De normen zijn vanwege de uiteenlopende toepassingsgebieden van de biotechnologie en het dynamische karakter van dit vakgebied niet in één wetsinstrument vastgelegd. Het toetsingskader ligt vast in diverse wetten en regels met verschillende toetsingsmomenten. In sommige gevallen is ervoor gekozen om in de wetgeving een concrete norm vast te leggen, bijvoorbeeld door in de embryowet het kloneren van mensen te verbieden. In andere gevallen is er voor gekozen om een zogenaamde procesnorm te hanteren. Dit houdt in dat in de regelgeving de procedures worden vastgelegd waarlangs besluitvorming in concrete gevallen kan plaatsvinden. Dit laat de ruimte om rekening te houden met de specifieke aspecten van een bepaalde casus, zoals de soort handeling, het betrokken organisme en de in het geding zijnde waarden. Zo wordt bijvoorbeeld bij de beoordeling van de toelaatbaarheid van genetische modificatie van micro-organismen en planten beoordeeld of de veiligheid voor mens en milieu niet in gevaar komt. Ook zijn er waarborgen voor een transparante besluitvorming en de keuzevrijheid voor de consument in de regelgeving opgenomen. Hierdoor worden de waarden vrijheid, veiligheid, gezondheid en duurzaamheid beschermd. Als het gaat om biotechnologische handelingen bij dieren of gentherapie bij mensen zijn dezelfde waarborgen van toepassing. Hierbij wordt bovendien een afweging gemaakt van het beoogde doel van de handeling tegen de mogelijke aantasting van de intrinsieke waarde van het dier respectievelijk de menselijke waardigheid.

Bij de uitvoering van de procesnormen is vaak een belangrijke rol weggelegd voor expertcommissies. Zij zijn in veel gevallen verantwoordelijk voor technisch-wetenschappelijke advisering en ethisch-maatschappelijke informering/signalering aan betrokken bewindspersonen. Hiertoe bestaan de commissies uit experts op verschillende wetenschappelijke gebieden en uit verschillende sectoren, zoals biologen, ecologen, medici, ethici en sociaalwetenschappers. De expertcommissies spelen ook een belangrijke rol in het actueel houden van het toetsingskader door het tijdig signaleren van ontwikkelingen in de biotechnologie die aanleiding zouden kunnen geven tot beleidsreacties van de overheid. Bij de behandeling in de Tweede Kamer van het integrale toetsingskader is afgesproken om deze signaleringsfunctie te bundelen in een trendmatige analyse van biotechnologische ontwikkelingen, de Trendanalyse biotechnologie. De eerste Trendanalyse verscheen in 20041.

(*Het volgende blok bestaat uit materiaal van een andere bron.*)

//! Local hardware collaborators: sensor pins, buttons, the camera output and
//! the battery ADC. Host builds use [`SimulatedPanel`] and [`FixedBattery`].

use crate::config::BatteryConfig;
use crate::error::{MeshError, Result};
use parking_lot::Mutex;
use std::collections::VecDeque;
use std::fmt;
use std::sync::Arc;
use tracing::warn;

pub trait SensorInput: Send {
    /// True while any sensor line is active
    fn is_active(&self) -> bool;
}

#[derive(Debug, Clone, Copy, PartialEq, Eq, Hash)]
pub enum Button {
    On,
    Off,
    Report,
    /// Cycle the selected target
    Next,
}

impl fmt::Display for Button {
    fn fmt(&self, f: &mut fmt::Formatter<'_>) -> fmt::Result {
        let name = match self {
            Button::On => "ON",
            Button::Off => "OFF",
            Button::Report => "REPORT",
            Button::Next => "NEXT",
        };
        f.write_str(name)
    }
}

pub trait ButtonPad: Send {
    /// Next button press not yet consumed
    fn poll_pressed(&mut self) -> Option<Button>;
}

pub trait Actuator: Send {
    fn set(&mut self, on: bool);
    fn is_on(&self) -> bool;
}

pub trait BatteryGauge: Send {
    fn read_raw(&mut self) -> Result<u16>;
}

/// Conversion from raw ADC counts to battery volts
#[derive(Debug, Clone, Copy, PartialEq)]
pub struct BatteryCalibration {
    pub reference_volts: f32,
    pub adc_max: u16,
    pub divider_ratio: f32,
    pub scaling_factor: f32,
}

impl BatteryCalibration {
    pub fn volts(&self, raw: u16) -> f32 {
        if self.adc_max == 0 {
            return 0.0;
        }
        let pin_volts = raw as f32 / self.adc_max as f32 * self.reference_volts;
        pin_volts * self.divider_ratio * self.scaling_factor
    }
}

impl From<&BatteryConfig> for BatteryCalibration {
    fn from(config: &BatteryConfig) -> Self {
        Self {
            reference_volts: config.reference_volts,
            adc_max: config.adc_max,
            divider_ratio: config.divider_ratio,
            scaling_factor: config.scaling_factor,
        }
    }
}

/// Battery gauge with its per-node calibration
pub struct Battery {
    gauge: Box<dyn BatteryGauge>,
    calibration: BatteryCalibration,
}

impl Battery {
    pub fn new(gauge: Box<dyn BatteryGauge>, calibration: BatteryCalibration) -> Self {
        Self { gauge, calibration }
    }

    /// Battery voltage, or 0.0 when the gauge cannot be read
    pub fn read_volts(&mut self) -> f32 {
        match self.gauge.read_raw() {
            Ok(raw) => self.calibration.volts(raw),
            Err(e) => {
                warn!("Battery read failed: {}", e);
                0.0
            }
        }
    }
}

/// Gauge returning a fixed raw value, or failing when unset
#[derive(Debug, Clone, Copy)]
pub struct FixedBattery {
    raw: Option<u16>,
}

impl FixedBattery {
    pub fn new(raw: u16) -> Self {
        Self { raw: Some(raw) }
    }

    pub fn failing() -> Self {
        Self { raw: None }
    }
}

impl BatteryGauge for FixedBattery {
    fn read_raw(&mut self) -> Result<u16> {
        self.raw
            .ok_or_else(|| MeshError::component("battery", "ADC not available"))
    }
}

#[derive(Debug, Default)]
struct PanelState {
    sensor_active: bool,
    pressed: VecDeque<Button>,
    output_on: bool,
}

/// Simulated front panel: sensor lines, buttons and the camera output
///
/// Clones share state so the keyboard driver or a test can operate the panel
/// the node reads from.
#[derive(Debug, Clone, Default)]
pub struct SimulatedPanel {
    state: Arc<Mutex<PanelState>>,
}

impl SimulatedPanel {
    pub fn new() -> Self {
        Self::default()
    }

    pub fn set_sensor(&self, active: bool) {
        self.state.lock().sensor_active = active;
    }

    pub fn toggle_sensor(&self) -> bool {
        let mut state = self.state.lock();
        state.sensor_active = !state.sensor_active;
        state.sensor_active
    }

    pub fn press(&self, button: Button) {
        self.state.lock().pressed.push_back(button);
    }

    pub fn output_on(&self) -> bool {
        self.state.lock().output_on
    }
}

impl SensorInput for SimulatedPanel {
    fn is_active(&self) -> bool {
        self.state.lock().sensor_active
    }
}

impl ButtonPad for SimulatedPanel {
    fn poll_pressed(&mut self) -> Option<Button> {
        self.state.lock().pressed.pop_front()
    }
}

impl Actuator for SimulatedPanel {
    fn set(&mut self, on: bool) {
        self.state.lock().output_on = on;
    }

    fn is_on(&self) -> bool {
        self.state.lock().output_on
    }
}

#[cfg(test)]
mod tests {
    use super::*;

    fn calibration() -> BatteryCalibration {
        BatteryCalibration {
            reference_volts: 2.5,
            adc_max: 4095,
            divider_ratio: 12.0 / 3.3,
            scaling_factor: 2.9,
        }
    }

    #[test]
    fn test_battery_calibration() {
        let calibration = calibration();
        assert_eq!(calibration.volts(0), 0.0);

        let expected = 2.5 * (12.0 / 3.3) * 2.9;
        assert!((calibration.volts(4095) - expected).abs() < 1e-4);

        let half = calibration.volts(2048);
        assert!(half > expected * 0.49 && half < expected * 0.51);
    }

    #[test]
    fn test_battery_read_failure_is_zero() {
        let mut battery = Battery::new(Box::new(FixedBattery::failing()), calibration());
        assert_eq!(battery.read_volts(), 0.0);

        let mut battery = Battery::new(Box::new(FixedBattery::new(4095)), calibration());
        assert!(battery.read_volts() > 26.0);
    }

    #[test]
    fn test_panel_shares_state() {
        let panel = SimulatedPanel::new();
        let mut node_side = panel.clone();

        panel.press(Button::On);
        panel.press(Button::Next);
        assert!(panel.toggle_sensor());

        assert!(node_side.is_active());
        assert_eq!(node_side.poll_pressed(), Some(Button::On));
        assert_eq!(node_side.poll_pressed(), Some(Button::Next));
        assert_eq!(node_side.poll_pressed(), None);

        node_side.set(true);
        assert!(panel.output_on());
    }
}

De Trendanalyse wordt opgesteld door expertcommissies op verschillende deelgebieden van de biotechnologie, waardoor een beeld ontstaat van ontwikkelingen over de hele breedte van de biotechnologie. In onderhavige reactie op de Trendanalyse Biotechnologie 2007 wordt uiteengezet op welke wijze met deze ontwikkelingen wordt omgegaan. Op deze manier kan het integrale toetsingskader blijven aansluiten op de stand van de wetenschap. Tevens biedt de Trendanalyse, in combinatie met de reactie erop, gelegenheid voor een goed geïnformeerd debat over ontwikkelingen in de biotechnologie en daaraan verbonden aspecten. Op deze manier draagt de Trendanalyse eraan bij dat voorkomen wordt dat politiek en beleid achter de feiten aanlopen, door nieuwe ontwikkelingen tijdig in beeld te brengen waardoor politieke sturing mogelijk is.

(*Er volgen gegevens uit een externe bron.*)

use crate::error::MeshError;
use std::collections::HashMap;
use std::time::Duration;
use tokio::time::Instant;
use tracing::{debug, error, info, warn};

/// What the state machine does with an error that reached the iteration boundary
#[derive(Debug, Clone, Copy, PartialEq, Eq)]
pub enum RecoveryAction {
    /// Log and keep the current state
    Continue,
    /// Leave the current state for the Error state
    EnterErrorState,
    /// Stop all mesh activity
    Halt,
}

/// Classifies iteration errors and tracks how often each component failed
#[derive(Debug, Default)]
pub struct RecoveryManager {
    error_counts: HashMap<String, u32>,
}

impl RecoveryManager {
    pub fn new() -> Self {
        Self::default()
    }

    /// Determine recovery action for an error
    pub fn handle_error(&mut self, component: &str, error: &MeshError) -> RecoveryAction {
        if !error.is_recoverable() {
            error!("Non-recoverable error in {}: {}", component, error);
            return RecoveryAction::Halt;
        }

        match error {
            MeshError::Payload(e) => {
                warn!("Discarding malformed payload in {}: {}", component, e);
                RecoveryAction::Continue
            }
            MeshError::UnknownTarget { target } => {
                warn!("Unknown target '{}' requested in {}", target, component);
                RecoveryAction::Continue
            }
            _ => {
                let count = self.error_counts.entry(component.to_string()).or_insert(0);
                *count += 1;
                warn!(
                    "Scheduling recovery for {} (failure {}): {}",
                    component, count, error
                );
                RecoveryAction::EnterErrorState
            }
        }
    }

    /// Reset the failure count for a component after it recovered
    pub fn reset_error_count(&mut self, component: &str) {
        if self.error_counts.remove(component).is_some() {
            info!("Component {} recovered successfully, reset error count", component);
        }
    }

    pub fn error_count(&self, component: &str) -> u32 {
        self.error_counts.get(component).copied().unwrap_or(0)
    }
}

/// Consecutive delivery failures towards one destination
#[derive(Debug, Clone, Copy, Default, PartialEq, Eq)]
pub struct FailureCounter {
    count: u32,
}

impl FailureCounter {
    pub fn record_failure(&mut self) -> u32 {
        self.count = self.count.saturating_add(1);
        self.count
    }

    pub fn reset(&mut self) {
        self.count = 0;
    }

    pub fn count(&self) -> u32 {
        self.count
    }
}

/// Long-interval background retry of a critical report to the coordinator
///
/// Armed when a confirmed send to the coordinator exhausts its budget. While
/// armed, the stored payload is retried once per `interval` until a send to
/// the coordinator succeeds.
#[derive(Debug, Clone)]
pub struct CoordinatorRetryEscalation {
    active: bool,
    last_attempt: Option<Instant>,
    interval: Duration,
    payload: Option<Vec<u8>>,
}

impl CoordinatorRetryEscalation {
    pub fn new(interval: Duration) -> Self {
        Self {
            active: false,
            last_attempt: None,
            interval,
            payload: None,
        }
    }

    /// Arm with `payload` as the report to resend. Re-arming while armed
    /// replaces the payload and keeps the schedule.
    pub fn arm(&mut self, payload: &[u8]) {
        if !self.active {
            info!(
                "Coordinator unreachable, retrying every {:?} until it answers",
                self.interval
            );
            self.active = true;
            self.last_attempt = Some(Instant::now());
        }
        self.payload = Some(payload.to_vec());
    }

    pub fn is_armed(&self) -> bool {
        self.active
    }

    pub fn is_due(&self) -> bool {
        match (self.active, self.last_attempt) {
            (true, Some(last)) => last.elapsed() >= self.interval,
            _ => false,
        }
    }

    /// The payload to resend, if an escalation attempt is due
    pub fn due_payload(&self) -> Option<Vec<u8>> {
        if self.is_due() {
            self.payload.clone()
        } else {
            None
        }
    }

    /// Reschedule the next attempt one interval from now
    pub fn record_failure(&mut self) {
        self.last_attempt = Some(Instant::now());
        debug!("Coordinator escalation rescheduled in {:?}", self.interval);
    }

    pub fn disarm(&mut self) {
        if self.active {
            info!("Coordinator reachable again, escalation disarmed");
        }
        self.active = false;
        self.last_attempt = None;
        self.payload = None;
    }

    pub fn interval(&self) -> Duration {
        self.interval
    }
}

#[cfg(test)]
mod tests {
    use super::*;
    use crate::error::PayloadError;
    use tokio::time::advance;

    #[test]
    fn test_error_classification() {
        let mut manager = RecoveryManager::new();

        let malformed = MeshError::Payload(PayloadError::NotUtf8);
        assert_eq!(manager.handle_error("node", &malformed), RecoveryAction::Continue);

        let unknown = MeshError::UnknownTarget {
            target: "CAMARA9".to_string(),
        };
        assert_eq!(manager.handle_error("router", &unknown), RecoveryAction::Continue);

        let fatal = MeshError::fatal_init("radio", "no device");
        assert_eq!(manager.handle_error("node", &fatal), RecoveryAction::Halt);

        let transient = MeshError::system("hub went away");
        assert_eq!(
            manager.handle_error("node", &transient),
            RecoveryAction::EnterErrorState
        );
        assert_eq!(manager.handle_error("node", &transient), RecoveryAction::EnterErrorState);
        assert_eq!(manager.error_count("node"), 2);

        manager.reset_error_count("node");
        assert_eq!(manager.error_count("node"), 0);
    }

    #[test]
    fn test_failure_counter() {
        let mut failures = FailureCounter::default();
        assert_eq!(failures.record_failure(), 1);
        assert_eq!(failures.record_failure(), 2);
        failures.reset();
        assert_eq!(failures.count(), 0);
    }

    #[tokio::test(start_paused = true)]
    async fn test_escalation_schedule() {
        let mut escalation = CoordinatorRetryEscalation::new(Duration::from_secs(12 * 3600));
        assert!(!escalation.is_due());

        escalation.arm(b"XBEE_CAM:3.70:started");
        assert!(escalation.is_armed());
        assert!(escalation.due_payload().is_none());

        advance(Duration::from_secs(12 * 3600)).await;
        assert_eq!(
            escalation.due_payload().as_deref(),
            Some(&b"XBEE_CAM:3.70:started"[..])
        );

        escalation.record_failure();
        assert!(escalation.is_armed());
        assert!(!escalation.is_due());

        advance(Duration::from_secs(12 * 3600)).await;
        assert!(escalation.is_due());

        escalation.disarm();
        assert!(!escalation.is_armed());
        assert!(escalation.due_payload().is_none());
    }
}
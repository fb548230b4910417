use super::orchestrator::remote_targets;
use super::*;
use crate::address::NodeAddress;
use crate::config::{MeshConfig, NamedTarget, RoleKind};
use crate::error::MeshError;

const CAMERA: NodeAddress = NodeAddress::new([0x00, 0x13, 0xA2, 0x00, 0x42, 0x3D, 0x8A, 0xAC]);

fn create_test_config() -> MeshConfig {
    let mut config = MeshConfig::default();
    config.radio.bind = "127.0.0.1:0".to_string();
    config.hub.enabled = false;
    config.watchdog.enabled = false;
    config
}

#[tokio::test]
async fn test_orchestrator_rejects_invalid_config() {
    let mut config = create_test_config();
    config.node.role = RoleKind::Router;
    config.node.peer = None;

    match NodeOrchestrator::new(config) {
        Err(MeshError::Config(_)) => {}
        Err(e) => panic!("Unexpected orchestrator error: {}", e),
        Ok(_) => panic!("Router without peer must be rejected"),
    }
}

#[tokio::test]
async fn test_initialize_builds_context() {
    let mut orchestrator = NodeOrchestrator::new(create_test_config()).unwrap();
    assert!(!orchestrator.is_initialized());

    orchestrator.initialize().await.unwrap();
    assert!(orchestrator.is_initialized());

    let identity = orchestrator.identity();
    assert_eq!(identity.role, RoleKind::Coordinator);
    assert_eq!(identity.node_id, "XBEE_COORD");
}

#[tokio::test]
async fn test_radio_bind_failure_is_fatal() {
    let mut config = create_test_config();
    config.radio.bind = "not-an-endpoint".to_string();
    let mut orchestrator = NodeOrchestrator::new(config).unwrap();

    let err = orchestrator.initialize().await.unwrap_err();
    assert!(matches!(err, MeshError::FatalInit { .. }));
    assert!(!err.is_recoverable());
    assert!(!orchestrator.is_initialized());
}

#[tokio::test]
async fn test_run_requires_initialization() {
    let mut orchestrator = NodeOrchestrator::new(create_test_config()).unwrap();
    assert!(matches!(
        orchestrator.run().await,
        Err(MeshError::System { .. })
    ));
}

#[tokio::test]
async fn test_quit_request_stops_node() {
    let mut orchestrator = NodeOrchestrator::new(create_test_config()).unwrap();
    orchestrator.initialize().await.unwrap();

    orchestrator.cancellation_token.cancel();
    let exit_code = orchestrator.run().await.unwrap();
    assert_eq!(exit_code, 0);
}

#[tokio::test]
async fn test_halt_safely_exits_non_zero() {
    let mut orchestrator = NodeOrchestrator::new(create_test_config()).unwrap();
    orchestrator.cancellation_token.cancel();

    let cause = MeshError::fatal_init("radio", "no module attached");
    assert_eq!(orchestrator.halt_safely(&cause).await.unwrap(), 1);
}

#[test]
fn test_remote_targets_fall_back_to_peer() {
    let mut config = create_test_config();
    config.node.role = RoleKind::Remote;
    config.node.peer = Some(CAMERA);

    let targets = remote_targets(&config).unwrap();
    assert_eq!(targets.len(), 1);
    assert_eq!(targets[0].address, CAMERA);
    assert_eq!(targets[0].name, "0013A200423D8AAC");

    config.node.targets = vec![NamedTarget {
        name: "CAMARA1".to_string(),
        address: CAMERA,
    }];
    assert_eq!(remote_targets(&config).unwrap()[0].name, "CAMARA1");

    config.node.peer = None;
    config.node.targets.clear();
    assert!(remote_targets(&config).is_err());
}

#[test]
fn test_shutdown_reason_exit_codes() {
    assert_eq!(ShutdownReason::Signal("SIGTERM".to_string()).exit_code(), 0);
    assert_eq!(ShutdownReason::UserRequest.exit_code(), 0);
    assert_eq!(ShutdownReason::WatchdogReset.exit_code(), 1);
    assert_eq!(ShutdownReason::Halted("radio".to_string()).exit_code(), 1);
    assert_eq!(
        ShutdownReason::Signal("SIGINT".to_string()).to_string(),
        "signal SIGINT"
    );
}
//! Identity service client
//!
//! Thin boundary to the external identity service: account creation and
//! login, nothing else. Failures come back as human-readable messages and
//! are purely informational; there is no retry logic here.

use crate::config::AuthConfig;
use crate::error::{AuthError, AuthResult};
use serde::{Deserialize, Serialize};
use tracing::debug;

/// Minimal user identity returned on successful signup/login.
#[derive(Debug, Clone, PartialEq, Eq, Serialize, Deserialize)]
pub struct UserIdentity {
    /// Opaque account id assigned by the identity service
    pub uid: String,
    /// Account email
    pub email: String,
}

/// Client for the external identity service.
pub struct IdentityClient {
    http: reqwest::Client,
    base_url: String,
}

#[derive(Serialize)]
struct CredentialRequest<'a> {
    email: &'a str,
    password: &'a str,
}

#[derive(Deserialize)]
struct IdentityResponse {
    #[serde(default)]
    uid: Option<String>,
    #[serde(default)]
    email: Option<String>,
    #[serde(default)]
    error: Option<String>,
}

impl IdentityClient {
    /// Create a client for the configured identity service.
    pub fn new(config: &AuthConfig) -> Self {
        Self {
            http: reqwest::Client::new(),
            base_url: config.identity_url.trim_end_matches('/').to_string(),
        }
    }

    /// Create a new account.
    pub async fn signup(&self, email: &str, password: &str) -> AuthResult<UserIdentity> {
        self.submit("signup", email, password).await
    }

    /// Sign in to an existing account.
    pub async fn login(&self, email: &str, password: &str) -> AuthResult<UserIdentity> {
        self.submit("login", email, password).await
    }

    async fn submit(
        &self,
        endpoint: &str,
        email: &str,
        password: &str,
    ) -> AuthResult<UserIdentity> {
        let url = format!("{}/{}", self.base_url, endpoint);
        debug!(%url, %email, "Submitting credentials to identity service");

        let resp = self
            .http
            .post(&url)
            .json(&CredentialRequest { email, password })
            .send()
            .await?;

        let status = resp.status().as_u16();
        let body = resp.text().await?;
        interpret_response(status, &body)
    }
}

/// Map an identity service response onto an identity or a displayable error.
fn interpret_response(status: u16, body: &str) -> AuthResult<UserIdentity> {
    if !(200..300).contains(&status) {
        let message = if body.trim().is_empty() {
            format!("Identity service returned status {status}")
        } else {
            // Some deployments put the message in a JSON error field,
            // others send it bare
            serde_json::from_str::<IdentityResponse>(body)
                .ok()
                .and_then(|r| r.error)
                .unwrap_or_else(|| body.trim().to_string())
        };
        return Err(AuthError::Rejected { message });
    }

    let data: IdentityResponse = serde_json::from_str(body)
        .map_err(|e| AuthError::MalformedResponse(e.to_string()))?;

    if let Some(message) = data.error {
        return Err(AuthError::Rejected { message });
    }

    match (data.uid, data.email) {
        (Some(uid), Some(email)) => Ok(UserIdentity { uid, email }),
        _ => Err(AuthError::MalformedResponse(
            "response missing uid or email".to_string(),
        )),
    }
}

Kansen zorgvuldig benutten

Het bewaken van de randvoorwaarden waarbinnen biotechnologie verantwoord kan worden toegepast maakt het mogelijk om de kansen die biotechnologie biedt te benutten. Het gaat onder meer om kansen voor het wetenschappelijk onderzoek en de Nederlandse economie. Ook kan biotechnologie oplossingen bieden voor actuele maatschappelijke vraagstukken rond gezondheid, voeding, veiligheid, milieu en duurzaamheid. Het Kabinet zet in op het benutten van deze kansen. Hierbij wordt ingezet op het gehele innovatietraject; van de opbouw en behoud van de kennisbasis tot subsidieprogramma’s voor startende bedrijven. Ik ga kort in op twee voorbeelden, het Netherlands Genomics Initiative (NGI) en het Actieplan Life Sciences.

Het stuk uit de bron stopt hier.